4 xsi:schemaLocation="http://maven.apache.org/POM/4.0.0 http://maven.apache.org/xsd/maven-4.0.0.xsd">
5
6 <modelVersion>4.0.0</modelVersion>
7
8 <groupId>com.soebes.maven.multiple.artifacts</groupId>
9 <artifactId>solution3</artifactId>
10 <version>0.1.0-SNAPSHOT</version>
11 <packaging>war</packaging>
12 ....
13</project>
If you call Maven on command line via mvn clean package
you will get a war-file within the target folder
which contains your webapp incl. web.xml and your compiled classes etc. The contents of the war file
will be created based on the compiled classes coming from src/main/java
, the
resources src/main/resources
plus src/main/webapp
folder with the supplemental
dependencies which you have defined inside your pom file.
1.
2|-- pom.xml
3`-- src
4 |-- main
5 | |-- java
6 | |-- resources
7 | `-- webapp
Ok. Now let us come to the point to have some kind of configuration for our web application. We put the configuration into the appropriate folders like test, q&a and production which results into the following structure of the project:
1.
2|-- pom.xml
3`-- src
4 |-- main
5 | |-- java
6 | |-- resources
7 | |-- environment
8 | | |-- test
9 | | | `-- database.properties
10 | | |-- qa
11 | | | `-- database.properties
12 | | `-- production
13 | | `-- database.properties
14 | `-- webapp
So we have to create a war file for test, q&a and production. The simplest way to achieve this is by using the
Maven Assembly Plugin
You need to create an assembly descriptor for every environment. Let us start with the test environment
which looks like the following and should be named test.xml and put into src/main/assembly
folder:
1<assembly xmlns="http://maven.apache.org/plugins/maven-assembly-plugin/assembly/1.1.0"
2 xmlns:xsi="http://www.w3.org/2001/XMLSchema-instance"

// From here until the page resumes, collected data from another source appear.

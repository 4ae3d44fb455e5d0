use std::env;
use std::fs;
use std::io::Write;
use std::path::{Path, PathBuf};

use anyhow::{Context, Result};
use directories::ProjectDirs;
use serde::{Deserialize, Serialize};

const APP_DOMAIN: &str = "io";
const APP_ORG: &str = "ZenDocs";
const APP_NAME: &str = "zendocs";

pub const CONFIG_ENV: &str = "ZENDOCS_CONFIG";
pub const DATA_ENV: &str = "ZENDOCS_DATA";

pub struct ConfigLoader {
    paths: ConfigPaths,
}

impl ConfigLoader {
    pub fn discover() -> Result<Self> {
        let paths = ConfigPaths::discover()?;
        Ok(Self { paths })
    }

    pub fn with_paths(paths: ConfigPaths) -> Self {
        Self { paths }
    }

    pub fn paths(&self) -> &ConfigPaths {
        &self.paths
    }

    pub fn load_or_init(&self) -> Result<AppConfig> {
        self.paths.ensure_directories()?;
        if !self.paths.config_file.exists() {
            let mut default_cfg = AppConfig::default();
            default_cfg.post_load(&self.paths)?;
            self.write_default_config(&default_cfg)?;
            return Ok(default_cfg);
        }

        self.load()
    }

    pub fn load(&self) -> Result<AppConfig> {
        let raw = fs::read_to_string(&self.paths.config_file)
            .with_context(|| format!("reading config {}", self.paths.config_file.display()))?;
        let mut cfg: AppConfig = toml::from_str(&raw).context("parsing config toml")?;
        cfg.post_load(&self.paths)?;
        Ok(cfg)
    }

    fn write_default_config(&self, cfg: &AppConfig) -> Result<()> {
        let toml = toml::to_string_pretty(cfg).context("serializing default config")?;
        if let Some(parent) = self.paths.config_file.parent() {
            fs::create_dir_all(parent).with_context(|| format!("creating {}", parent.display()))?;
        }
        let mut file = fs::File::create(&self.paths.config_file)
            .with_context(|| format!("creating config {}", self.paths.config_file.display()))?;
        file.write_all(toml.as_bytes())
            .context("writing default config")?;
        Ok(())
    }
}

#[derive(Debug, Clone)]
pub struct ConfigPaths {
    pub config_dir: PathBuf,
    pub config_file: PathBuf,
    pub data_dir: PathBuf,
    pub database_path: PathBuf,
    pub blob_dir: PathBuf,
    pub state_dir: PathBuf,
    pub ui_state_file: PathBuf,
}

impl ConfigPaths {
    pub fn discover() -> Result<Self> {
        let override_config = env::var(CONFIG_ENV).ok().map(PathBuf::from);
        let override_data = env::var(DATA_ENV).ok().map(PathBuf::from);

        let project_dirs = ProjectDirs::from(APP_DOMAIN, APP_ORG, APP_NAME)
            .context("resolving XDG project directories")?;

        let config_dir = override_config
            .clone()
            .map(|p| {
                if p.is_dir() {
                    p
                } else {
                    p.parent().map(Path::to_path_buf).unwrap_or(p)
                }
            })
            .unwrap_or_else(|| project_dirs.config_dir().to_path_buf());

        let config_file = override_config
            .filter(|p| p.is_file() || p.extension().is_some())
            .unwrap_or_else(|| config_dir.join("config.toml"));

        // An overridden data dir keeps the UI state next to the data it describes.
        let state_dir = match &override_data {
            Some(root) => root.join("state"),
            None => project_dirs
                .state_dir()
                .map(Path::to_path_buf)
                .unwrap_or_else(|| project_dirs.data_dir().join("state")),
        };
        let data_root = override_data.unwrap_or_else(|| project_dirs.data_dir().to_path_buf());

        Ok(Self::rooted(config_dir, config_file, data_root, state_dir))
    }

    /// Every path placed under one directory.
    pub fn under(root: &Path) -> Self {
        let config_dir = root.join("config");
        let config_file = config_dir.join("config.toml");
        Self::rooted(config_dir, config_file, root.join("data"), root.join("state"))
    }

    fn rooted(config_dir: PathBuf, config_file: PathBuf, data_dir: PathBuf, state_dir: PathBuf) -> Self {
        Self {
            database_path: data_dir.join("docs.db"),
            blob_dir: data_dir.join("blobs"),
            ui_state_file: state_dir.join("ui_state.json"),
            config_dir,
            config_file,
            data_dir,
            state_dir,
        }
    }

    pub fn ensure_directories(&self) -> Result<()> {
        for dir in [&self.config_dir, &self.data_dir, &self.blob_dir, &self.state_dir] {
            fs::create_dir_all(dir)
                .with_context(|| format!("creating application directory {}", dir.display()))?;
        }
        Ok(())
    }
}

#[derive(Debug, Clone, Default, Serialize, Deserialize)]
#[serde(default)]
pub struct AppConfig {
    pub gateway: GatewayOptions,
    pub sync: SyncOptions,
    pub search: SearchOptions,
    pub session: SessionOptions,
    pub tree: TreeOptions,
}

impl AppConfig {
    fn post_load(&mut self, paths: &ConfigPaths) -> Result<()> {
        self.gateway
            .resolve(paths)
            .context("resolving gateway paths")?;
        if self.search.max_results == 0 {
            tracing::warn!("search.max_results of 0 would hide every hit, using default");
            self.search.max_results = SearchOptions::default().max_results;
        }
        Ok(())
    }
}

#[derive(Debug, Clone, Serialize, Deserialize)]
#[serde(default)]
pub struct GatewayOptions {
    #[serde(skip)]
    pub database_path: PathBuf,
    #[serde(skip)]
    pub blob_dir: PathBuf,
    pub wal_autocheckpoint: u32,
    pub busy_timeout_ms: u64,
}

impl Default for GatewayOptions {
    fn default() -> Self {
        Self {
            database_path: PathBuf::new(),
            blob_dir: PathBuf::new(),
            wal_autocheckpoint: 1000,
            busy_timeout_ms: 5_000,
        }
    }
}

impl GatewayOptions {
    fn resolve(&mut self, paths: &ConfigPaths) -> Result<()> {
        if self.database_path.as_os_str().is_empty() {
            self.database_path = paths.database_path.clone();
        }
        if self.blob_dir.as_os_str().is_empty() {
            self.blob_dir = paths.blob_dir.clone();
        }
        Ok(())
    }
}

#[derive(Debug, Clone, Copy, Default, Serialize, Deserialize, PartialEq, Eq)]
#[serde(rename_all = "kebab-case")]
pub enum FailurePolicy {
    /// Failed remote writes only reach the log.
    #[default]
    Log,
    /// Failed remote writes also become user-visible notices.
    Notify,
}

#[derive(Debug, Clone, Default, Serialize, Deserialize)]
#[serde(default)]
pub struct SyncOptions {
    pub on_failure: FailurePolicy,
}

#[derive(Debug, Clone, Serialize, Deserialize)]
#[serde(default)]
pub struct SearchOptions {
    pub max_results: usize,
}

impl Default for SearchOptions {
    fn default() -> Self {
        Self { max_results: 200 }
    }
}

#[derive(Debug, Clone, Default, Serialize, Deserialize)]
#[serde(default)]
pub struct SessionOptions {
    /// Signs this user in when no `--user` flag is given.
    pub default_user: Option<String>,
}

#[derive(Debug, Clone, Serialize, Deserialize)]
#[serde(default)]
pub struct TreeOptions {
    pub max_title_width: usize,
}

impl Default for TreeOptions {
    fn default() -> Self {
        Self { max_title_width: 40 }
    }
}

#[cfg(test)]
mod tests {
    use super::*;
    use tempfile::TempDir;

    #[test]
    fn first_load_writes_default_config() -> Result<()> {
        let temp = TempDir::new()?;
        let loader = ConfigLoader::with_paths(ConfigPaths::under(temp.path()));
        let cfg = loader.load_or_init()?;
        assert!(loader.paths().config_file.exists());
        assert_eq!(cfg.gateway.database_path, temp.path().join("data/docs.db"));
        assert_eq!(cfg.sync.on_failure, FailurePolicy::Log);
        Ok(())
    }

    #[test]
    fn partial_config_keeps_defaults() -> Result<()> {
        let temp = TempDir::new()?;
        let paths = ConfigPaths::under(temp.path());
        paths.ensure_directories()?;
        fs::write(
            &paths.config_file,
            "[sync]\non_failure = \"notify\"\n\n[search]\nmax_results = 0\n",
        )?;
        let cfg = ConfigLoader::with_paths(paths).load()?;
        assert_eq!(cfg.sync.on_failure, FailurePolicy::Notify);
        assert_eq!(cfg.search.max_results, 200);
        assert_eq!(cfg.tree.max_title_width, 40);
        Ok(())
    }

    #[test]
    fn data_override_moves_ui_state_with_it() -> Result<()> {
        let temp = TempDir::new()?;
        let config_file = temp.path().join("conf/zendocs.toml");
        env::set_var(CONFIG_ENV, &config_file);
        env::set_var(DATA_ENV, temp.path().join("data"));
        let discovered = ConfigPaths::discover();
        env::remove_var(CONFIG_ENV);
        env::remove_var(DATA_ENV);

        let paths = discovered?;
        assert_eq!(paths.config_file, config_file);
        assert_eq!(paths.database_path, temp.path().join("data/docs.db"));
        assert_eq!(
            paths.ui_state_file,
            temp.path().join("data/state/ui_state.json")
        );
        Ok(())
    }
}
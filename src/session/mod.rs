use bitflags::bitflags;

bitflags! {
    #[derive(Debug, Clone, Copy, PartialEq, Eq)]
    pub struct Capabilities: u8 {
        const READ_HIDDEN = 0b001;
        const READ_LOCKED = 0b010;
        const WRITE = 0b100;
    }
}

/// Who is looking at the workspace. Passed explicitly to every query and
/// operation that cares; there is no ambient "current user".
#[derive(Debug, Clone, PartialEq, Eq, Default)]
pub struct Session {
    user: Option<String>,
}

impl Session {
    pub fn anonymous() -> Self {
        Self { user: None }
    }

    pub fn authenticated(user: impl Into<String>) -> Self {
        let user = user.into();
        let trimmed = user.trim();
        if trimmed.is_empty() {
            return Self::anonymous();
        }
        Self {
            user: Some(trimmed.to_owned()),
        }
    }

    pub fn is_authenticated(&self) -> bool {
        self.user.is_some()
    }

    pub fn user(&self) -> Option<&str> {
        self.user.as_deref()
    }

    pub fn capabilities(&self) -> Capabilities {
        if self.is_authenticated() {
            Capabilities::all()
        } else {
            Capabilities::empty()
        }
    }

    pub fn can(&self, capability: Capabilities) -> bool {
        self.capabilities().contains(capability)
    }
}

#[cfg(test)]
mod tests {
    use super::*;

    #[test]
    fn blank_user_is_anonymous() {
        let session = Session::authenticated("   ");
        assert!(!session.is_authenticated());
        assert!(!session.can(Capabilities::WRITE));
    }

    #[test]
    fn authenticated_user_holds_every_capability() {
        let session = Session::authenticated(" admin ");
        assert_eq!(session.user(), Some("admin"));
        assert!(session.can(Capabilities::READ_HIDDEN | Capabilities::WRITE));
    }
}
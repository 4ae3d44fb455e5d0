use thiserror::Error;

use crate::model::{DocId, FolderId};

/// Validation failures. Any of these means nothing was mutated and nothing
/// was sent to the gateway.
#[derive(Debug, Error)]
pub enum OpError {
    #[error("sign in to change the workspace")]
    Unauthorized,
    #[error("name cannot be empty")]
    EmptyName,
    #[error("folder {0} not found")]
    FolderNotFound(FolderId),
    #[error("document {0} not found")]
    DocumentNotFound(DocId),
    #[error("folder id {0} already exists")]
    DuplicateFolder(FolderId),
    #[error("document id {0} already exists")]
    DuplicateDocument(DocId),
    #[error("no folder is selected")]
    NoActiveFolder,
    #[error("no document is selected")]
    NoActiveDocument,
    #[error("a folder cannot be moved into itself")]
    MoveIntoSelf,
    #[error("folder {0} is not a root folder; folders nest at most two levels deep")]
    DestinationNotRoot(FolderId),
    #[error("folder {0} has subfolders and cannot become a subfolder itself")]
    WouldExceedDepth(FolderId),
    #[error("folder contains {documents} document(s) and {folders} subfolder(s); delete them first")]
    FolderNotEmpty { documents: usize, folders: usize },
    #[error("no document is being edited")]
    NotEditing,
    #[error("attachment upload failed: {0:#}")]
    Upload(#[source] anyhow::Error),
}

pub type OpResult<T> = std::result::Result<T, OpError>;
//! Read-side traversal of the hierarchy store.

use crate::model::{Document, Folder, FolderId};
use crate::session::{Capabilities, Session};
use crate::store::HierarchyStore;

mod highlight;
mod tree;

pub use highlight::{build_highlight_regex, highlight_matches};
pub use tree::{render_tree, tree_rows, TreeRow};

/// Folders under `parent` (roots for `None`), by `sort_order` then fetch order.
pub fn child_folders_of<'a>(store: &'a HierarchyStore, parent: Option<&FolderId>) -> Vec<&'a Folder> {
    let mut children: Vec<(&Folder, usize)> = store
        .child_folder_ids(parent)
        .iter()
        .filter_map(|id| {
            let folder = store.folder(id)?;
            let position = store.folder_position(id)?;
            Some((folder, position))
        })
        .collect();
    children.sort_by_key(|(folder, position)| (folder.sort_order, *position));
    children.into_iter().map(|(folder, _)| folder).collect()
}

/// Documents shown for a folder. A root folder also shows what its direct
/// subfolders hold. Hidden documents need `READ_HIDDEN`.
pub fn documents_visible_in<'a>(
    store: &'a HierarchyStore,
    folder_id: &FolderId,
    session: &Session,
) -> Vec<&'a Document> {
    let Some(folder) = store.folder(folder_id) else {
        return Vec::new();
    };
    let mut doc_ids: Vec<_> = store.document_ids_in(folder_id).to_vec();
    if folder.is_root() {
        for sub in store.child_folder_ids(Some(folder_id)) {
            doc_ids.extend_from_slice(store.document_ids_in(sub));
        }
    }
    let show_hidden = session.can(Capabilities::READ_HIDDEN);
    let mut docs: Vec<(&Document, usize)> = doc_ids
        .iter()
        .filter_map(|id| Some((store.document(id)?, store.document_position(id)?)))
        .filter(|(doc, _)| show_hidden || !doc.is_hidden)
        .collect();
    docs.sort_by_key(|(_, position)| *position);
    docs.into_iter().map(|(doc, _)| doc).collect()
}

/// Case-insensitive substring match on title or any tag, across every folder.
/// The query is matched literally, surrounding whitespace included.
pub fn search<'a>(store: &'a HierarchyStore, query: &str, session: &Session) -> Vec<&'a Document> {
    let needle = query.to_lowercase();
    if needle.is_empty() {
        return Vec::new();
    }
    let show_hidden = session.can(Capabilities::READ_HIDDEN);
    store
        .documents()
        .filter(|doc| show_hidden || !doc.is_hidden)
        .filter(|doc| doc.matches_text(&needle))
        .collect()
}

/// What the document list shows: a non-empty search wins over the folder.
pub fn visible_documents<'a>(
    store: &'a HierarchyStore,
    active_folder: Option<&FolderId>,
    search_query: &str,
    session: &Session,
) -> Vec<&'a Document> {
    if !search_query.is_empty() {
        return search(store, search_query, session);
    }
    match active_folder {
        Some(folder) => documents_visible_in(store, folder, session),
        None => {
            let show_hidden = session.can(Capabilities::READ_HIDDEN);
            store
                .documents()
                .filter(|doc| show_hidden || !doc.is_hidden)
                .collect()
        }
    }
}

3 xsi:schemaLocation="http://maven.apache.org/plugins/maven-assembly-plugin/assembly/1.1.0 http://maven.apache.org/xsd/assembly-1.1.0.xsd">
4
5 <id>test</id>
6 <formats>
7 <format>war</format>
8 </formats>
9 <includeBaseDirectory>false</includeBaseDirectory>
10 <dependencySets>
11 <dependencySet>
12 <unpack>true</unpack>
13 <useProjectArtifact>true</useProjectArtifact>
14 </dependencySet>
15 </dependencySets>
16 <fileSets>
17 <fileSet>
18 <outputDirectory>WEB-INF</outputDirectory>
19 <directory>${basedir}/src/main/environment/test/</directory>
20 <includes>
21 <include>**</include>
22 </includes>
23 </fileSet>
24 </fileSets>
25</assembly>
And finally you need a part in your pom file to use the assembly descriptors:
1<plugin>
2 <groupId>org.apache.maven.plugins</groupId>
3 <artifactId>maven-assembly-plugin</artifactId>
4 <executions>
5 <execution>
6 <id>test</id>
7 <phase>package</phase>
8 <goals>
9 <goal>single</goal>
10 </goals>
11 <configuration>
12 <descriptors>
13 <descriptor>${project.basedir}/src/main/assembly/test.xml</descriptor>
14 </descriptors>
15 </configuration>
16 </execution>
17 <execution>
18 <id>qa</id>
19 <phase>package</phase>
20 <goals>
21 <goal>single</goal>
22 </goals>
23 <configuration>
24 <descriptors>
25 <descriptor>${project.basedir}/src/main/assembly/qa.xml</descriptor>
26 </descriptors>
27 </configuration>
28 </execution>
29 <execution>
30 <id>production</id>
31 <phase>package</phase>
32 <goals>
33 <goal>single</goal>
34 </goals>
35 <configuration>
36 <descriptors>
37 <descriptor>${project.basedir}/src/main/assembly/production.xml</descriptor>
38 </descriptors>
39 </configuration>
40 </execution>
41 </executions>
42</plugin>
Now the result is that by using a simple mvn package
you get in the target folder three
different war files, named like artifactId-version-test.war
, artifactId-version-qa.war
and
artifactId-version-production.war
which are packaged for the different environments.